6. Limited Availability of Fleet Hybrids
Sixth, some fleet managers complain of limited or no allocation for hybrid vehicles for fleet ordering. These fleet managers say that hybrid availability is mainly directed to the retail market at the expense of fleet buyers.
7. End-User Demand Outpacing Medium- and Heavy-Duty Chassis Production
Seventh, business activity remains strong at many vocational truck companies, causing end-user demand for medium- and heavy-duty products to remain high. In certain market segments, end-user demand outpaces chassis production for some models.
8. Higher Inflation & Escalating Interest Rates
Eighth, inflationary pressures and higher interest rates put upward pressure on total fleet costs, such as fleet acquisition expenses aggravated by lower or no fleet incentives, higher repair expenses, higher labor rates, and the ongoing price increases of replacement parts.
Plus, the unscheduled fleet expenses from operating higher mileage vehicles have had a major impact on fleet budgets.
9. Cost Containment Pressures
Ninth, fleet costs are increasing across the board, and management has more pressure on fleet managers to control these higher fleet costs. Easier said than done.
In the final analysis, the total cost of ownership or TCO is trending upward due to higher base prices and interest rates, and softening resale values.
10. Electrification Transition Harder Than Anticipated
Tenth, the transition to an electrified fleet has been harder than anticipated. The transition to an EV fleet has created pain points for some fleet managers primarily due to higher vehicle acquisition costs, limited EV models capable of meeting specific fleet applications, and inadequate charging infrastructure to accommodate a nationally dispersed fleet.
The reality is that infrastructure for EV charging continues to be inadequate in non-urban areas, which tend to have higher mileage fleet applications.
11. Ongoing Shortage of Skilled Workers
Eleventh, there is an ongoing shortage of skilled workers.
There continues to be a shortage of qualified technicians to repair fleet vehicles. For service fleets, there continue to be difficulties in recruiting and retaining drivers.
12. Staffing Constraints at Vehicle Transport Companies
Twelfth, most vehicle transport companies have difficulty recruiting and retaining drivers, contributing to longer order-to-delivery times for fleet vehicles.
13. Delays in Vehicle Upfitting
Thirteenth, there continue to be sporadic delays during the upfitting process. Upfitters, like other manufacturing companies, are experiencing difficulties recruiting qualified workers, especially those with specific skills, such as welders.
Also, the ongoing parts shortages have impacted the upfit process by slowing production during shipping delays.
14. DMV Delays for License and Title Processing
Fourteen, there continue to be delays in the license and title process at DMVs. The source of many of these delays goes back to the closure of DMV offices during the start of the COVID-19 pandemic. DMVs have had a slow recovery, and many fleet managers still complain about delays in getting their vehicles licensed and titled.
In addition, fewer dealers are offering title and registration services for new vehicle deliveries.
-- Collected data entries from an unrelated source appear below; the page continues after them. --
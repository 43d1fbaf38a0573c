//! Per-panel state: parameters, sampling domain and slider binding.
//!
//! A panel owns everything needed to produce its chart. Producing a chart
//! resamples from scratch; the renderer only has to clear, plot and label.

use std::sync::mpsc::Sender;

use serde::Serialize;

use crate::binding::{ControlBinding, PanelEvent, PanelId};
use crate::control::SliderScale;
use crate::error::{CosmicError, Result};
use crate::models::{AsteroidModelParameters, LifeModelParameters};
use crate::sampler::{sample_asteroid, sample_life, SampleDomain, SampleSeries};

/// Vertical reference line drawn across the chart.
#[derive(Debug, Clone, PartialEq, Serialize)]
pub struct ChartMarker {
    pub x: f64,
    pub label: String,
}

/// Everything a renderer needs to draw one panel's chart.
#[derive(Debug, Clone, PartialEq, Serialize)]
pub struct ChartModel {
    pub title: &'static str,
    pub x_label: &'static str,
    pub y_label: &'static str,
    pub series_label: &'static str,
    pub series: SampleSeries,
    pub marker: Option<ChartMarker>,
}

/// Common surface of the two panels.
pub trait ProbabilityPanel {
    fn id(&self) -> PanelId;

    fn binding(&self) -> &ControlBinding;

    fn binding_mut(&mut self) -> &mut ControlBinding;

    /// Prompt shown above the slider.
    fn prompt(&self) -> &'static str;

    /// Placeholder shown in an empty text input.
    fn placeholder(&self) -> &'static str;

    /// Current parameter value formatted for display.
    fn describe_value(&self) -> String;

    /// Resample and build a fresh chart.
    fn chart(&self) -> ChartModel;
}

// ── Intelligent life ─────────────────────────────────────────────────

#[derive(Debug)]
pub struct LifePanel {
    params: LifeModelParameters,
    domain: SampleDomain,
    binding: ControlBinding,
}

impl LifePanel {
    /// The slider spans `[0, decay_age]`; it starts at the current age.
    pub fn new(
        params: LifeModelParameters,
        domain: SampleDomain,
        slider_max: u32,
        events: Sender<PanelEvent>,
    ) -> Result<Self> {
        let scale = SliderScale::fraction(slider_max, params.decay_age())?;
        let initial = scale.position_for(params.current_age())?;
        Ok(Self {
            params,
            domain,
            binding: ControlBinding::new(PanelId::Life, scale, initial, events),
        })
    }

    pub fn params(&self) -> &LifeModelParameters {
        &self.params
    }

    pub fn domain(&self) -> &SampleDomain {
        &self.domain
    }

    /// Years after the Big Bang selected by the slider.
    pub fn selected_time(&self) -> f64 {
        self.binding.value()
    }

    /// Probability at the selected time.
    pub fn selected_probability(&self) -> f64 {
        self.params.probability_at(self.selected_time())
    }
}

impl ProbabilityPanel for LifePanel {
    fn id(&self) -> PanelId {
        PanelId::Life
    }

    fn binding(&self) -> &ControlBinding {
        &self.binding
    }

    fn binding_mut(&mut self) -> &mut ControlBinding {
        &mut self.binding
    }

    fn prompt(&self) -> &'static str {
        "Select time after the Big Bang (years):"
    }

    fn placeholder(&self) -> &'static str {
        "Enter time in years..."
    }

    fn describe_value(&self) -> String {
        format!(
            "t = {:.2e} years | P = {:.4}",
            self.selected_time(),
            self.selected_probability()
        )
    }

    fn chart(&self) -> ChartModel {
        let time = self.selected_time();
        ChartModel {
            title: "Probability of Intelligent Life in the Universe",
            x_label: "Time after the Big Bang (years)",
            y_label: "Probability",
            series_label: "Probability of Intelligent Life",
            series: sample_life(&self.params, &self.domain),
            marker: Some(ChartMarker {
                x: time,
                label: format!("Current Time: {} years", scientific(time, 1)),
            }),
        }
    }
}

/// Scientific notation with a signed, two-digit exponent (`1.3e+10`, `1.0e-08`).
fn scientific(value: f64, precision: usize) -> String {
    let plain = format!("{value:.precision$e}");
    match plain.split_once('e') {
        Some((mantissa, exponent)) => {
            let (sign, digits) = match exponent.strip_prefix('-') {
                Some(digits) => ('-', digits),
                None => ('+', exponent),
            };
            format!("{mantissa}e{sign}{digits:0>2}")
        }
        None => plain,
    }
}

// ── Asteroid collision ───────────────────────────────────────────────

#[derive(Debug)]
pub struct AsteroidPanel {
    domain: SampleDomain,
    binding: ControlBinding,
}

impl AsteroidPanel {
    /// `scale` must not reach past a probability of 1.
    pub fn new(
        initial: AsteroidModelParameters,
        domain: SampleDomain,
        scale: SliderScale,
        events: Sender<PanelEvent>,
    ) -> Result<Self> {
        let max = scale.max_value();
        if max > 1.0 {
            return Err(CosmicError::ProbabilityOutOfRange(max));
        }
        let position = scale.position_for(initial.annual_probability())?;
        Ok(Self {
            domain,
            binding: ControlBinding::new(PanelId::Asteroid, scale, position, events),
        })
    }

    pub fn domain(&self) -> &SampleDomain {
        &self.domain
    }

    /// Parameters at the current slider position.
    pub fn params(&self) -> AsteroidModelParameters {
        AsteroidModelParameters::clamped(self.binding.value())
    }

    /// Collision probability over the full horizon.
    pub fn horizon_probability(&self) -> f64 {
        self.params().probability_within(self.domain.end())
    }
}

impl ProbabilityPanel for AsteroidPanel {
    fn id(&self) -> PanelId {
        PanelId::Asteroid
    }

    fn binding(&self) -> &ControlBinding {
        &self.binding
    }

    fn binding_mut(&mut self) -> &mut ControlBinding {
        &mut self.binding
    }

    fn prompt(&self) -> &'static str {
        "Adjust asteroid collision probability (per year):"
    }

    fn placeholder(&self) -> &'static str {
        "Enter probability (e.g., 1e-8)..."
    }

    fn describe_value(&self) -> String {
        format!(
            "p = {:.2e} per year | P({} years) = {:.4e}",
            self.params().annual_probability(),
            self.domain.end(),
            self.horizon_probability()
        )
    }

    fn chart(&self) -> ChartModel {
        ChartModel {
            title: "Probability of an Asteroid Collision with Earth",
            x_label: "Time (years)",
            y_label: "Probability",
            series_label: "Cumulative Collision Probability",
            series: sample_asteroid(&self.params(), &self.domain),
            marker: None,
        }
    }
}
//! Panels 1 and 2: prompt, slider, text input, Update Graph button, chart.

use ratatui::Frame;
use ratatui::layout::{Alignment, Constraint, Direction, Layout, Rect};
use ratatui::symbols;
use ratatui::text::{Line, Span};
use ratatui::widgets::{Block, Borders, LineGauge, Paragraph};

use cosmic_core::binding::PanelId;

use crate::app::{AppState, InputMode, PanelView};
use crate::theme;
use crate::ui::chart::ProbabilityChart;

const BUTTON_WIDTH: u16 = 20;

pub fn render(f: &mut Frame, area: Rect, app: &AppState, id: PanelId) {
    let view = app.view(id);
    let editing = app.input_mode == InputMode::Editing;

    let rows = Layout::default()
        .direction(Direction::Vertical)
        .constraints([
            Constraint::Length(1), // prompt
            Constraint::Length(1), // slider
            Constraint::Length(3), // input + button
            Constraint::Min(6),    // chart
        ])
        .split(area);

    let prompt = Paragraph::new(Line::from(vec![
        Span::styled(view.panel.prompt(), theme::accent_bold()),
        Span::raw("  "),
        Span::styled(view.panel.describe_value(), theme::text()),
    ]));
    f.render_widget(prompt, rows[0]);

    render_slider(f, rows[1], view);

    let controls = Layout::default()
        .direction(Direction::Horizontal)
        .constraints([Constraint::Min(10), Constraint::Length(BUTTON_WIDTH)])
        .split(rows[2]);
    render_input(f, controls[0], view, editing);
    render_button(f, controls[1], view);

    f.render_widget(ProbabilityChart::new(&view.chart), rows[3]);
}

fn render_slider(f: &mut Frame, area: Rect, view: &PanelView) {
    let binding = view.panel.binding();
    let scale = binding.scale();
    let position = binding.position();

    let gauge = LineGauge::default()
        .filled_style(theme::slider_filled())
        .unfilled_style(theme::slider_groove())
        .line_set(symbols::line::THICK)
        .ratio(scale.ratio(position))
        .label(Span::styled(
            format!("{position:>5}/{:<5}", scale.max_position()),
            theme::text(),
        ));
    f.render_widget(gauge, area);
}

fn render_input(f: &mut Frame, area: Rect, view: &PanelView, editing: bool) {
    let title = if editing {
        " Value [Enter]apply [Esc]cancel "
    } else {
        " Value [i]edit "
    };
    let block = Block::default()
        .borders(Borders::ALL)
        .border_style(theme::panel_border(editing))
        .title(title)
        .title_style(theme::panel_title(editing));

    let text = if view.input.is_empty() && !editing {
        Span::styled(view.panel.placeholder(), theme::muted())
    } else {
        Span::styled(view.input.as_str(), theme::input(editing))
    };

    let inner = block.inner(area);
    f.render_widget(Paragraph::new(text).block(block), area);

    if editing && inner.width > 0 {
        let offset = u16::try_from(view.input.chars().count()).unwrap_or(u16::MAX);
        let x = inner.x.saturating_add(offset).min(inner.right().saturating_sub(1));
        f.set_cursor_position((x, inner.y));
    }
}

fn render_button(f: &mut Frame, area: Rect, view: &PanelView) {
    let pressed = view.button_flash > 0;
    let button = Paragraph::new(Line::from(Span::styled(
        " Update Graph [u] ",
        theme::button(pressed),
    )))
    .alignment(Alignment::Center)
    .block(
        Block::default()
            .borders(Borders::ALL)
            .border_style(theme::panel_border(pressed)),
    );
    f.render_widget(button, area);
}
//! Overlay widgets: welcome and error history.

use ratatui::Frame;
use ratatui::layout::{Alignment, Rect};
use ratatui::style::Modifier;
use ratatui::text::{Line, Span};
use ratatui::widgets::{Block, Borders, Clear, Paragraph, Wrap};

use crate::app::AppState;
use crate::theme;
use crate::ui::centered_rect;

/// Start-up welcome overlay.
pub fn render_welcome(f: &mut Frame, area: Rect) {
    let popup = centered_rect(60, 50, area);
    f.render_widget(Clear, popup);

    let block = Block::default()
        .borders(Borders::ALL)
        .border_style(theme::accent())
        .title(" Welcome to Cosmic Odyssey ")
        .title_style(theme::accent_bold())
        .style(theme::base());

    let text = vec![
        Line::from(""),
        Line::from(Span::styled(
            "Explore two probability curves across cosmic time.",
            theme::text(),
        )),
        Line::from(""),
        Line::from(Span::styled("Getting started:", theme::accent_bold())),
        Line::from(""),
        Line::from(Span::styled(
            "  1. Intelligent Life: pick a time after the Big Bang",
            theme::muted(),
        )),
        Line::from(Span::styled(
            "  2. Asteroid Collision: pick a yearly impact probability",
            theme::muted(),
        )),
        Line::from(Span::styled(
            "  Move the slider with h/l, or press i and type a value",
            theme::muted(),
        )),
        Line::from(Span::styled("  Press 3 for every shortcut", theme::muted())),
        Line::from(""),
        Line::from(Span::styled("Press any key to dismiss...", theme::warning())),
    ];

    let para = Paragraph::new(text)
        .block(block)
        .alignment(Alignment::Left)
        .wrap(Wrap { trim: false });
    f.render_widget(para, popup);
}

/// Error history overlay.
pub fn render_error_history(f: &mut Frame, area: Rect, app: &AppState) {
    let popup = centered_rect(80, 70, area);
    f.render_widget(Clear, popup);

    let block = Block::default()
        .borders(Borders::ALL)
        .border_style(theme::negative())
        .title(format!(
            " Error History ({}) [Esc]close [j/k]scroll ",
            app.error_history.len()
        ))
        .title_style(theme::negative())
        .style(theme::base());

    let inner = block.inner(popup);
    f.render_widget(block, popup);

    if app.error_history.is_empty() {
        let text = Paragraph::new(Span::styled("No errors recorded.", theme::muted()));
        f.render_widget(text, inner);
        return;
    }

    let mut lines: Vec<Line> = Vec::new();
    for (i, err) in app
        .error_history
        .iter()
        .enumerate()
        .skip(app.error_scroll)
        .take(inner.height as usize)
    {
        let style = if i == app.error_scroll {
            theme::negative().add_modifier(Modifier::BOLD)
        } else {
            theme::muted()
        };

        lines.push(Line::from(vec![
            Span::styled(
                format!("[{}] ", err.timestamp.format("%H:%M:%S")),
                theme::muted(),
            ),
            Span::styled(err.message.as_str(), style),
        ]));

        if !err.context.is_empty() {
            lines.push(Line::from(vec![
                Span::raw("  "),
                Span::styled(err.context.as_str(), theme::muted()),
            ]));
        }
    }

    let para = Paragraph::new(lines);
    f.render_widget(para, inner);
}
15. More Tech-Driven Change to Occur
Lastly, more tech-driven change will impact the fleet market, which will go beyond what we have experienced in the past. On the horizon, I foresee an acceleration of change – fundamental change - in the fleet market driven by technology.
In particular, artificial intelligence, or AI, will most likely occur faster than we think. I believe AI will become a mainstream tool in fleet management.